ByteDance is getting ahead of China’s crackdown on tech for teens

The Chinese government has cracked down on tech, online addiction, and celebrity culture in recent months …

China’s ruling Communist Party reminded the tech sector who’s calling the shots this past year by squashing Ant Financial’s IPO, removing ride-hailing giant DiDi from app stores, and proposing new rules that could change how Chinese stocks raise money abroad.

Now Beijing wants to rein in children’s use of technology. In June, the government amended its Minor Protection Law, which forces developers to implement time management tools for children, and drastically limits how much time Chinese youths can spend playing online video games. After Chinese state media called video games “spiritual opium,” Chinese regulators limited children’s online gaming to three hours a week at specific times on the weekends. Regulatory approval for new online games is also reportedly slowing.

Social media is next. ByteDance said last week it will limit the usage of its app Douyin, China’s counterpart to TikTok, to 40 minutes a day for children under 14. The limits by ByteDance are a “proactive measure” that could reassure concerned regulators, a Citigroup analyst wrote according to CNN, although it’s unclear how much of a role Chinese regulators played in the decision.

China’s clash with tech

The Chinese government, once enamored with its fast-growing tech giants, is now moving to curb their clout. Most of the rationale has been cloaked in language about data security, like with the government’s decision to pull DiDi from app stores in July just after its IPO, alleging that Chinese user data was going to the US.

China has also been cracking down on the power of celebrity in recent months, going as far as scrubbing certain entertainers from its internet for “misbehaving,” a broad blacklist against political dissent and social activism.

In 2014, Chinese President Xi Jinping gave a major speech about the need for art to be a public service. Xi’s government now appears to enforcing that belief and eroding the growing fan culture in the country, which the authoritarian government sees as a potential threat.

While there may be some legitimate concern about tech addiction, especially among children, the crackdown on video games and social media may have more to do with asserting the government’s control of popular perception about than protecting youth.

William Kirby, a professor of China Studies at Harvard Business School said the corporate crackdown that has wiped more than $1 trillion in value off Chinese tech stocks in recent months is somewhat separate from Beijing’s renewed efforts to tightly manage when and how digital content is consumed.

“The crackdown…coincides with the government’s attempt to curb addiction (video games limits) and protect children from spending too much time on the internet (Good luck with that.),” he wrote by email. “It also aligns with the government cracking down on obsessive/unhealthy celebrity culture—at least in the private sector.”

ByteDance’s planned IPO

Amid China’s tech crackdown, ByteDance has played the long game rather than follow DiDi’s lead, trying to anticipate regulator scrutiny.
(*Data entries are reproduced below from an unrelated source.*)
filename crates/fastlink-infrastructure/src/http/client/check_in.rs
use reqwest::header;

use fastlink_domain::check_in::{repair_mojibake, CHECK_IN_FAILED_MESSAGE};
use fastlink_domain::session::SessionToken;
use fastlink_domain::shared::DomainError;

use super::types::{CheckInResponse, ACCEPT_JSON, CHECK_IN_PATH};

impl super::PortalHttpClient {
    /// Submit the daily check-in and return the portal's message
    pub async fn post_checkin(&self, token: &SessionToken) -> Result<String, DomainError> {
        let url = self.endpoint(CHECK_IN_PATH);

        let request = self.client.post(&url).header(header::ACCEPT, ACCEPT_JSON);
        let response = Self::with_session(request, token)
            .send()
            .await
            .map_err(|e| Self::transport_error("send check-in request", e))?;

        let status = response.status();
        log::info!("Check-in response status: {}", status);

        if !status.is_success() {
            log::error!("Check-in failed: {}", status);
            return Ok(CHECK_IN_FAILED_MESSAGE.to_string());
        }

        let text = match response.text().await {
            Ok(text) => text,
            Err(e) => {
                log::error!("Failed to read check-in response: {}", e);
                return Ok(CHECK_IN_FAILED_MESSAGE.to_string());
            }
        };

        log::debug!("Check-in response body: {}", text);

        match serde_json::from_str::<CheckInResponse>(&text) {
            Ok(CheckInResponse { msg: Some(msg) }) => Ok(repair_mojibake(&msg)),
            Ok(CheckInResponse { msg: None }) => {
                log::warn!("Check-in response has no 'msg' field: {}", text);
                Ok(CHECK_IN_FAILED_MESSAGE.to_string())
            }
            Err(e) => {
                log::warn!(
                    "Failed to parse check-in response as JSON ({}): {}",
                    e,
                    text.chars().take(200).collect::<String>()
                );
                Ok(CHECK_IN_FAILED_MESSAGE.to_string())
            }
        }
    }
}
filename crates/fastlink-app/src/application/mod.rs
pub mod services;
ByteDance has already delayed its own plans to go public. In July, ByteDance shelved its IPO plans indefinitely after meeting with Chinese regulators who told the company to focus on data security concerns with the app, reported The Wall Street Journal. It is now reportedly awaiting guidance from Beijing ahead of a potential 2022 public offering in Hong Kong, according to The Financial Times which reported that ByteDance has revived its IPO plans.

The US government has also scrutinized ByteDance’s data practices, out of national security concerns that China could get its hands on US user data. Though Donald Trump failed to ban TikTok, one of his national security reviews of ByteDance has continued into the Biden administration with the Democratic administration expressing some of the same concerns as his predecessor.

ByteDance’s IPO could be one of the largest tech stock listings. The company has 1.9 billion global users across apps and netted $19 billion last year.